Task details: Each line of the data below that carries the word "NetlistConfig" needs to be copied.

Data excerpts
------------------------

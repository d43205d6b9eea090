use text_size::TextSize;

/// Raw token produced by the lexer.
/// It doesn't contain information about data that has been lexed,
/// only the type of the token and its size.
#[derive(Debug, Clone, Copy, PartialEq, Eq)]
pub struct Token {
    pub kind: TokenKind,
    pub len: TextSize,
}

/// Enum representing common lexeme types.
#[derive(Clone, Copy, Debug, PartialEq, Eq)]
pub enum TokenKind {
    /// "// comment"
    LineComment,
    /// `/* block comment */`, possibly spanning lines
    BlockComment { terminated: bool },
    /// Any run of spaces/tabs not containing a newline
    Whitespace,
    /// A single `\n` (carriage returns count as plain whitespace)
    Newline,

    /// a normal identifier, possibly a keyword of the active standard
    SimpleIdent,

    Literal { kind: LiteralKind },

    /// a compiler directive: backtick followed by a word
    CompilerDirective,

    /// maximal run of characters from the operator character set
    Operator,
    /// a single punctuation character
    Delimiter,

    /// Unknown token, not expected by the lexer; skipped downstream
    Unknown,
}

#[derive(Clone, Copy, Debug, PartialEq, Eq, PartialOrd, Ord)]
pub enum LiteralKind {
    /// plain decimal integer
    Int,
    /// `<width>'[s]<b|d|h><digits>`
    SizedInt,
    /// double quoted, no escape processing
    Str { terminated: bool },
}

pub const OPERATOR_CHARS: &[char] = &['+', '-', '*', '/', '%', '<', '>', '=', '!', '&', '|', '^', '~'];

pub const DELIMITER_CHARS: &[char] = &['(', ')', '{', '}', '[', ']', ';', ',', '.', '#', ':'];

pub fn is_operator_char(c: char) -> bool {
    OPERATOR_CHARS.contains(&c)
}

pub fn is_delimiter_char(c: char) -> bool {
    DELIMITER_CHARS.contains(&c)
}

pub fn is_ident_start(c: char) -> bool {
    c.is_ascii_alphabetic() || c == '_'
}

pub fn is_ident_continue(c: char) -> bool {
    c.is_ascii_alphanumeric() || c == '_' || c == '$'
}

------------------------

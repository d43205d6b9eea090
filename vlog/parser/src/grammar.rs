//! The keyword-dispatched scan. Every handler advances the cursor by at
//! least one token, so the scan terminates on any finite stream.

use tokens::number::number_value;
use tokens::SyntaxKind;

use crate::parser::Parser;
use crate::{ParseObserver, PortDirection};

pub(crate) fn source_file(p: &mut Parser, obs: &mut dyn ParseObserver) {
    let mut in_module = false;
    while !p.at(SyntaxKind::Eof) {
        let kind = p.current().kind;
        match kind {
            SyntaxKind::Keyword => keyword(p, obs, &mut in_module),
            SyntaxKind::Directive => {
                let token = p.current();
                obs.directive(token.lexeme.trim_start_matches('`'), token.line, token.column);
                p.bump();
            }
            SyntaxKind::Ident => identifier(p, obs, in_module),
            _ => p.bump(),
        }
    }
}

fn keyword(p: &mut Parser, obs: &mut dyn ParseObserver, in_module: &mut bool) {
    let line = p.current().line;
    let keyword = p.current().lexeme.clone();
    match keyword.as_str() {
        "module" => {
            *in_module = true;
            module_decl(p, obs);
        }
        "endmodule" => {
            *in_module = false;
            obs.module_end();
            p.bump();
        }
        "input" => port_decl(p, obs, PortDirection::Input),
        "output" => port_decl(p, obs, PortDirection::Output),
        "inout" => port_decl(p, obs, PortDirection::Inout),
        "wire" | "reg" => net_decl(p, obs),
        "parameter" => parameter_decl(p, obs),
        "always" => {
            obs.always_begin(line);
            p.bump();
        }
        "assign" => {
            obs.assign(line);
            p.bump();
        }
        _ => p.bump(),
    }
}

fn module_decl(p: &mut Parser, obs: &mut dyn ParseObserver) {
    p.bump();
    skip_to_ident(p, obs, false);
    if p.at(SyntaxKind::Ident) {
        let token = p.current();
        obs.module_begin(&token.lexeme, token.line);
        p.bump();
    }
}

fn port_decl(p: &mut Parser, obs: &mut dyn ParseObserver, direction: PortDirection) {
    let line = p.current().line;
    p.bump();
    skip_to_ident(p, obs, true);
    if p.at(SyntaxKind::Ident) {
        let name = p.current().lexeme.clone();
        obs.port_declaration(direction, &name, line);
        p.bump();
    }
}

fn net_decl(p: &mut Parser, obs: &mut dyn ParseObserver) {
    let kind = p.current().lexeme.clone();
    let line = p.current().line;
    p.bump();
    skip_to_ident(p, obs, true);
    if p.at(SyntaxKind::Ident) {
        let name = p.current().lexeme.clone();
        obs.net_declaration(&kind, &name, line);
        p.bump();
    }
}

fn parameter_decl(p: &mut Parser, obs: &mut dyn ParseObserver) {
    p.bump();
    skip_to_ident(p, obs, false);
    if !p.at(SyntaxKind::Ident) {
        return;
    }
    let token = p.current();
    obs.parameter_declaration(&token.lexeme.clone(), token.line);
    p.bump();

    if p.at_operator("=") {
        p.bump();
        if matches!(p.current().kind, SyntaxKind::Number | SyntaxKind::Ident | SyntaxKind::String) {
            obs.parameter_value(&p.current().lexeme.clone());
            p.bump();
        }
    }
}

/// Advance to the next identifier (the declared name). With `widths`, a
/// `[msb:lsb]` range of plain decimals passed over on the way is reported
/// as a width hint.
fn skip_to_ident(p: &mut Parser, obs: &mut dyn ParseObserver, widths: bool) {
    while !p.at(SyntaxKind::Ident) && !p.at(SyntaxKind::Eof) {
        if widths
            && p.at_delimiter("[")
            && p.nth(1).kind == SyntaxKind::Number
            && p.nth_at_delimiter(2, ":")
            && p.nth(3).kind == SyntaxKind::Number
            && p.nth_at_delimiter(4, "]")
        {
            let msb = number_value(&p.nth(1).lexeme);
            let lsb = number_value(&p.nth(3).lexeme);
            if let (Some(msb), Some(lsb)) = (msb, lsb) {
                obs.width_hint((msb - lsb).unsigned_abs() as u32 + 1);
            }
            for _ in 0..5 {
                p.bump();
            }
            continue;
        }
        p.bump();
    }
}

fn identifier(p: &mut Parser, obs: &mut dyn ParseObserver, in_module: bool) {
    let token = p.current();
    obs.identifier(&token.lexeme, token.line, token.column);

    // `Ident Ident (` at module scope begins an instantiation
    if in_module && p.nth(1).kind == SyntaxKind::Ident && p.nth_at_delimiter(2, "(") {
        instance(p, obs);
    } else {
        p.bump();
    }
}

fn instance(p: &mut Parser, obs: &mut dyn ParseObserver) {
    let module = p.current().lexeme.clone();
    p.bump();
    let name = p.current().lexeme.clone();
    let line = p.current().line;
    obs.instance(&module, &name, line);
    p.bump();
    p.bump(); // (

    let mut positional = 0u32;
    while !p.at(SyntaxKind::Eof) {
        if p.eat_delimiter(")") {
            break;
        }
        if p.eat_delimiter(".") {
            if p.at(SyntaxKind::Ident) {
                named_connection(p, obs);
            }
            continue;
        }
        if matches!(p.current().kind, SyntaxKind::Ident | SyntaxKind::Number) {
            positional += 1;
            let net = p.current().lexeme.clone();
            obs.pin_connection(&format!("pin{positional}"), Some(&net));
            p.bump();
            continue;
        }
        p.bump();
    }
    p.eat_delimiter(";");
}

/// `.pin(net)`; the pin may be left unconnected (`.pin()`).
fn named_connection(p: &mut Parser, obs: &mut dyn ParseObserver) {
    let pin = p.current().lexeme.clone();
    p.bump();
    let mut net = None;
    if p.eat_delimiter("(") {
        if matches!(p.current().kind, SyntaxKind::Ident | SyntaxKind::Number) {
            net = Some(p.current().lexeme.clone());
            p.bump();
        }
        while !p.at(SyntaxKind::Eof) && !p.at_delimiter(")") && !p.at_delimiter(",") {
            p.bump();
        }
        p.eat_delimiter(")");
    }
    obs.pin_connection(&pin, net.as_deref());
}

------------------------

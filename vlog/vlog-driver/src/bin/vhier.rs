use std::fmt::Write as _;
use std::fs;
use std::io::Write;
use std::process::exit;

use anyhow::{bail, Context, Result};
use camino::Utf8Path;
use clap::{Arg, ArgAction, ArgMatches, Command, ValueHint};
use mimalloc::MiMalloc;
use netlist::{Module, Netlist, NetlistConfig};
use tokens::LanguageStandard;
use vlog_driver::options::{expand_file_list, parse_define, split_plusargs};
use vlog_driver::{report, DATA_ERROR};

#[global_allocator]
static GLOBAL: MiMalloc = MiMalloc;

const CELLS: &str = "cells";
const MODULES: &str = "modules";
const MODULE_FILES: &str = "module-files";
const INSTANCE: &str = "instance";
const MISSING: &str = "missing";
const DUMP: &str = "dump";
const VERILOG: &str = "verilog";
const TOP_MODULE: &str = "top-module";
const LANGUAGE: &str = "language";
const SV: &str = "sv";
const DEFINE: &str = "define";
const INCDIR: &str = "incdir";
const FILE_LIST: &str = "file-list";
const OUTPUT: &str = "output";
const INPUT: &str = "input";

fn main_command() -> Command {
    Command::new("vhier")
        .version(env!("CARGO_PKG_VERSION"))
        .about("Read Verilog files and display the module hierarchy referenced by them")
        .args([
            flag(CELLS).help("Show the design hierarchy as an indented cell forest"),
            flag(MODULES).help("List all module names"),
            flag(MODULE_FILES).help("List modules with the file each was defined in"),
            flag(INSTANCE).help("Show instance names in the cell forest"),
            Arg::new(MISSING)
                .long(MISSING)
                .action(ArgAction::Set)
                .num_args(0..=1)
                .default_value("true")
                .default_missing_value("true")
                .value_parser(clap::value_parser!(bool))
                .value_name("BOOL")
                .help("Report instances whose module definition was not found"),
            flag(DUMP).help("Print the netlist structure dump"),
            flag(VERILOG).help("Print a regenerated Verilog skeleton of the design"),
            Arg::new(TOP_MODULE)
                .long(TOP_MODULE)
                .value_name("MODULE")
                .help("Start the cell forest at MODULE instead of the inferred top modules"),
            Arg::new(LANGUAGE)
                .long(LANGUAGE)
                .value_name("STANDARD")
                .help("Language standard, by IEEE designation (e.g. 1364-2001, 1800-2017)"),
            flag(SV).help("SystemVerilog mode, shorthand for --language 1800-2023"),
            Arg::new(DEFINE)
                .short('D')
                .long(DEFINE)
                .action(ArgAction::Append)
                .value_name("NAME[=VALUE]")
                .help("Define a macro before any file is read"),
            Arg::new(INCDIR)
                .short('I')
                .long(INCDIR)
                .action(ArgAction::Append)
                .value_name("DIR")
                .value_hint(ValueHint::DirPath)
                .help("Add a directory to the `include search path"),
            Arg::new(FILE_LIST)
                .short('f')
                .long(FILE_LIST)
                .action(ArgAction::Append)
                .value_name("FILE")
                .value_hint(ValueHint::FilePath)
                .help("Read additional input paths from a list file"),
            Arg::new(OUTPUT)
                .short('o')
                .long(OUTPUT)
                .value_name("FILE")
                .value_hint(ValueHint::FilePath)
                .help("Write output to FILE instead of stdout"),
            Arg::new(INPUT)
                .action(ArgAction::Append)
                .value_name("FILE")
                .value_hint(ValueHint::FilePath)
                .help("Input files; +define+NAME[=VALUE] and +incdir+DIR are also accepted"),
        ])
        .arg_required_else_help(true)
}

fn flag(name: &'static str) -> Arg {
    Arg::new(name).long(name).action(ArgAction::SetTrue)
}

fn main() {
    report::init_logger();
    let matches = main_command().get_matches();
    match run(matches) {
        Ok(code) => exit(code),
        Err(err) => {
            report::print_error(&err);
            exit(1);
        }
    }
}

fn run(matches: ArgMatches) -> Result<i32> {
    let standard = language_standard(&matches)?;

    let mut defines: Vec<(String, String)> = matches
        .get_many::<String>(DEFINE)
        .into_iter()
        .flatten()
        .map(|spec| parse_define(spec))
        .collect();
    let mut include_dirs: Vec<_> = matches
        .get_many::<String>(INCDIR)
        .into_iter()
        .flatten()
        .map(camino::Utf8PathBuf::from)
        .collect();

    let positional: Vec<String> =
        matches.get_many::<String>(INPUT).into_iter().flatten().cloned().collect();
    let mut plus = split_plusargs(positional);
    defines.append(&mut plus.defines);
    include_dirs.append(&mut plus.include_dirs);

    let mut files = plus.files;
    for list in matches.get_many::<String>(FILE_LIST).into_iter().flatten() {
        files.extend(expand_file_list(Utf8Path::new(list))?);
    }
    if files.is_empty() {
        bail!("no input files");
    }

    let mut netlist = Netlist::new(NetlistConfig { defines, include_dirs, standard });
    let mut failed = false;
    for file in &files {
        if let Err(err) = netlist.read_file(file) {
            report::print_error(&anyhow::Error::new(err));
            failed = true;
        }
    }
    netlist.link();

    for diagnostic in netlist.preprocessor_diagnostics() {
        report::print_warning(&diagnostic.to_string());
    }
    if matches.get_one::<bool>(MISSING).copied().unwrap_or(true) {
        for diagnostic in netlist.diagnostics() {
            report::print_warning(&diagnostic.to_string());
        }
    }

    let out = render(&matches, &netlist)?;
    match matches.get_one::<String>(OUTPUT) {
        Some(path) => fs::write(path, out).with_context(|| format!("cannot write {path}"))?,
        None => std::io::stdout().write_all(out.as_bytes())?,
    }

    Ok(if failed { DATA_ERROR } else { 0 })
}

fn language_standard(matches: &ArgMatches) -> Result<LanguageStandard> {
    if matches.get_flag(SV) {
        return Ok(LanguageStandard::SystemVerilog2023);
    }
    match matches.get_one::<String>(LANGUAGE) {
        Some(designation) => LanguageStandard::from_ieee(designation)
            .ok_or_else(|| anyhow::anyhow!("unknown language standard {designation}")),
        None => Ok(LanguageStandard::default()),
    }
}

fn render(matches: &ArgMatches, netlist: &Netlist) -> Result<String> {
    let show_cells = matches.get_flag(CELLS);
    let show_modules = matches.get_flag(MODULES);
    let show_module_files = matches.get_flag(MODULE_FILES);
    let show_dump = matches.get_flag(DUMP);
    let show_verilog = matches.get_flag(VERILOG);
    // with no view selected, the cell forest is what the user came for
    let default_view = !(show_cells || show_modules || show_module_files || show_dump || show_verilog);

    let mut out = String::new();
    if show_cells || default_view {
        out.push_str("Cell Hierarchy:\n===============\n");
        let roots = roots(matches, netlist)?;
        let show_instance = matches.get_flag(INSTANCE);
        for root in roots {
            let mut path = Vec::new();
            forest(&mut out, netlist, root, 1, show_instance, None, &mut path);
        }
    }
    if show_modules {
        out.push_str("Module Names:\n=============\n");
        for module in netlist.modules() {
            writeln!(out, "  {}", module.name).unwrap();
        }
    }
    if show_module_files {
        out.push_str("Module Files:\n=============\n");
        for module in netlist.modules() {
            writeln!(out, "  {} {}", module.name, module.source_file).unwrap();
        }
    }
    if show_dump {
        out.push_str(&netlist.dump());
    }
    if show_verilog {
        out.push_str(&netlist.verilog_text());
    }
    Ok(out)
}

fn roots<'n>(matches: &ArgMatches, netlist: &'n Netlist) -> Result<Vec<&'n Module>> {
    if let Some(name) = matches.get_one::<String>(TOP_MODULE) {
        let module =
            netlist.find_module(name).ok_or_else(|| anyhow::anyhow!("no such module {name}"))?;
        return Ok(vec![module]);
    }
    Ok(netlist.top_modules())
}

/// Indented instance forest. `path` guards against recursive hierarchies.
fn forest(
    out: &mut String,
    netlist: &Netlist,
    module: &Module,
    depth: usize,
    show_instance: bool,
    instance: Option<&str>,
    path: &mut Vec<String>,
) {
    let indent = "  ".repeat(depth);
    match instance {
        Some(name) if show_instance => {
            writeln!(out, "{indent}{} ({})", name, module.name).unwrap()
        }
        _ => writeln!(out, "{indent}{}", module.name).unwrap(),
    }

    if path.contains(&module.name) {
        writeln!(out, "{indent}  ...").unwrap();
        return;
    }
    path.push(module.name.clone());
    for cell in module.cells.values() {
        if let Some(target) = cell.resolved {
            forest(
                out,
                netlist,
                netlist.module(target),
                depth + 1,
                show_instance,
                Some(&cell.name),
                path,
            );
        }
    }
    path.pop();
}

------------------------

Task solution:
use netlist::{Module, Netlist, NetlistConfig};
    let mut netlist = Netlist::new(NetlistConfig { defines, include_dirs, standard });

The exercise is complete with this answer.